Though she sometimes wrote sonnets, Lowell was an early adherent to the "free verse" method of poetry and one of the major champions of this method. Untermeyer writes that "She was not only a disturber but an awakener." In many poems she dispenses with line breaks so that the work looks like prose on the page. This technique she labeled "polyphonic prose".
Throughout her working life Lowell was a promoter of both contemporary and historical poets. Her book Fir-Flower Poets was a poetical re-working of literal translations of the works of ancient Chinese poets, notably Li Tai-po (A.D. 701-762). Her writing also included critical works on French literature. When she died she was attempting to complete her two-volume biography of John Keats. Writing of Keats, Lowell said that "The stigma of oddness is the price a myopic world always exacts of genius."
Lowell was a short but imposing figure who kept her hair in a bun and wore a pince-nez. She smoked cigars constantly, claiming that they lasted longer than cigarettes. A glandular problem kept her perpetually overweight, so that poet Witter Bynner once said, in a cruel comment repeated by Ezra Pound. and thereafter commonly misattributed to him, that she was a "hippopoetess."
Lowell not only published her own work but also that of other writers. According to Untermyer, she "captured" the Imagist movement from Ezra Pound. Pound threatened to sue her for bringing out her three-volume series Some Imagist Poets, and thereafter called the American Imagists the "Amygist" movement. Pound criticized her as not an imagist but merely a rich woman who was able to financially assist the publication of imagist poetry. She said that Imagism was weak before she took it up, whereas others said it became weak after Pound's "exile" towards Vorticism.

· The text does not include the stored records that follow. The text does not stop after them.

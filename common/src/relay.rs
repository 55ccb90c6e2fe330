use log::{info, warn};
use thiserror::Error;

use crate::{
    store::RelayStore,
    types::{Relay, RelayState},
};

#[derive(Debug, Error)]
#[error("failed to drive {relay} relay: {message}")]
pub struct OutputError {
    pub relay: &'static str,
    pub message: String,
}

/// Physical relay pins. Implementations translate ON/OFF into the board's
/// active level.
pub trait RelayOutputs {
    fn drive(&mut self, relay: Relay, on: bool) -> Result<(), OutputError>;
}

/// Owns the authoritative relay state and keeps pins and storage in step with it.
pub struct RelayController<O, S> {
    outputs: O,
    store: S,
    state: RelayState,
}

impl<O: RelayOutputs, S: RelayStore> RelayController<O, S> {
    /// Seeds the state from storage and drives both pins to match.
    pub fn new(mut outputs: O, store: S) -> Self {
        let state = store.load_relay_state();
        for relay in Relay::ALL {
            if let Err(err) = outputs.drive(relay, state.get(relay)) {
                warn!("{err}");
            }
        }
        info!(
            "relays restored: fence={} siren={}",
            state.fence, state.siren
        );
        Self {
            outputs,
            store,
            state,
        }
    }

    /// Flips one relay, drives its pin, then persists. A failed save is
    /// logged and the in-memory state keeps the new value.
    pub fn toggle(&mut self, relay: Relay) -> RelayState {
        let on = !self.state.get(relay);
        self.state.set(relay, on);

        if let Err(err) = self.outputs.drive(relay, on) {
            warn!("{err}");
        }
        if let Err(err) = self.store.save_relay_state(self.state) {
            warn!("relay state not persisted: {err}");
        }

        info!("{} relay switched {}", relay.as_str(), if on { "on" } else { "off" });
        self.state
    }

    pub fn current_state(&self) -> RelayState {
        self.state
    }

    pub fn outputs(&self) -> &O {
        &self.outputs
    }
}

Altercation with F. Holland Day
Lowell was frustrated in composing her biography of Keats by the famous publisher and photographer, F. Holland Day. Day, alongside an unrivaled possession of Keatsiana, possessed exclusive copies of Fanny Brawne's letters to Keats. Fanny was the woman whom Keats had unsuccessfully pursued and the letters were therefore of considerable biographical interest. Lowell, who hoped to publish the definitive volume of biography, was forced to pursue a reluctant and rather mischievously reticent Day for these artifacts with little success.
Legacy
In the post-World War II years, Lowell, like other women writers, was largely forgotten, but with the renaissance of the women's movement in the 1970s, women's studies brought her back to light. According to Heywood Broun, however, Lowell personally argued against feminism.
Additional sources of interest in Lowell today come from the anti-war sentiment of the oft-taught poem "Patterns"; her personification of inanimate objects, as in "The Green Bowl," and "The Red Lacquer Music Stand"; and her lesbian themes, including the love poems addressed to Ada Dwyer Russell in "Two Speak Together" and her poem "The Sisters" which addresses her female poetic predecessors.